Даша, конечно, в шутку это брякнула, разве можно серьезно спрашивать о таких вещах родного отца, а тот вдруг затрясся, как одержимый пляской Святого Витта, и закричал уже совсем на истерической ноте:
— Балагуришь, дуришь? О, подлое время! Ничего святого. Я тебе говорю, что все это очень серьезно. И не хиханьки–хаханьки! Ты посмотри вокруг‑то. Мир обезумел. Ты сидишь в своем институте, учишь никому ненужные вещи и тебе кажется, что все, как раньше, отец тебя кормит красной икрой и бананами, деревья растут, облака по небу туда–сюда… Нет, моя драгоценная. Все переменилось. Правда жизни не здесь, — он направил палец в пол, и Даша покорно устремила взор на пыльный геометрический цветок на ковре, — а там…
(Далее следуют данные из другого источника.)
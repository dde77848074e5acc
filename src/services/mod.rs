//! 业务能力层（Services Layer）
//!
//! 每个服务只提供一种能力，不关心调用顺序：
//! - `corpus_walker`: 按确定顺序列出语料中的图片
//! - `inference_client`: 带退避重试的推理请求
//! - `response_parser`: 从模型回复中取出标注
//! - `result_store`: 结果文件的加载与原子落盘
//! - `taxonomy`: 批次结束后的取值校验 / 规范化

pub mod corpus_walker;
pub mod inference_client;
pub mod response_parser;
pub mod result_store;
pub mod taxonomy;

pub use corpus_walker::{pending_items, CorpusWalker};
pub use inference_client::{RequestClient, Transport};
pub use response_parser::ResponseParser;
pub use result_store::ResultStore;
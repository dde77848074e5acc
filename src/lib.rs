//! # Image Annotator
//!
//! 一个可断点续跑的批量图片标注工具：遍历分组的图片语料，
//! 让多模态模型按 13 个人群给出质量 / 美感 / 情绪评估，并逐张写入结果文件。
//!
//! ## 架构设计
//!
//! 本系统采用严格的四层架构：
//!
//! ### ① 基础设施层（Infrastructure）
//! - `infrastructure/` - 持有网络客户端，只暴露能力
//! - `HttpTransport` - 唯一的 reqwest 持有者，提供"发一次请求"能力
//!
//! ### ② 业务能力层（Services）
//! - `services/` - 描述"我能做什么"
//! - `CorpusWalker` - 语料遍历
//! - `RequestClient` - 带退避重试的推理请求
//! - `ResponseParser` - 回复解析
//! - `ResultStore` - 结果加载与原子落盘
//! - `taxonomy` - 取值校验 / 规范化
//!
//! ### ③ 流程层（Workflow）
//! - `workflow/` - 定义"一张图"的完整处理流程
//! - `ImageCtx` - 上下文封装（组名 + 序号 + 文件名）
//! - `ImageFlow` - 流程编排（读图 → 请求 → 解析）
//!
//! ### ④ 编排层（Orchestration）
//! - `orchestrator/batch_processor` - 应用入口，管理资源和收尾
//! - `orchestrator/pipeline` - 并发处理与逐张落盘
//!
//! ## 模块结构

pub mod config;
pub mod error;
pub mod infrastructure;

pub mod models;
pub mod orchestrator;
pub mod services;
pub mod utils;
pub mod workflow;

// 重新导出常用类型
pub use config::{Config, ReprocessPolicy, RetryPolicy};
pub use error::{AppError, AppResult};
pub use infrastructure::HttpTransport;
pub use models::{AnnotationRecord, ErrorKind, ErrorRecord, StoredEntry, WorkGroup, WorkItem};
pub use orchestrator::{App, Pipeline, RunState, RunSummary, Shutdown};
pub use services::{CorpusWalker, RequestClient, ResponseParser, ResultStore, Transport};
pub use workflow::{ImageCtx, ImageFlow, ItemState};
Он походя надавил на кнопку пульта, экран послушно вспыхнул и бодрый басок уверенно произнес: драма, триллер, "Похороненные заживо–два". Прямо мистика какая‑то.
Отец с брезгливой гримасой выключил телевизор и продолжал с прежним запалом:
— Слышала? И еще депутаты с их хреновой Думой, Ельцин этот! Ладно, президента пока оставим в покое, он болен, ему не до нас. А потому будем заботиться о себе сами. Нам надо спрятаться, смыться, исчезнуть. На год, может быть на два, — он потер лоб и гулко, как в банку, добавил, — то есть я твердо верю, что не навсегда.
Даша только вздыхала, она не могла настроиться на трагический лад, не родной дом — опера, честное слово. Отец все еще считает ее девочкой–несмысленышем. Скажи толком, что у тебя- на стрелки поставили? Проворовался? Наверняка эта истерика из‑за денег, сейчас все из‑за денег. Но отец не желал говорить толком, он брал новую сигарету, раскуривал ее как‑то нелепо, обжигаясь, и опять начинал пугать и уговаривать. И все по кругу, по кругу… А вот свежая нотка: "Мама бы поняла меня с полуслова. И не стала бы задавать глупых вопросов. Она бы сразу сказала: поезжай с папой".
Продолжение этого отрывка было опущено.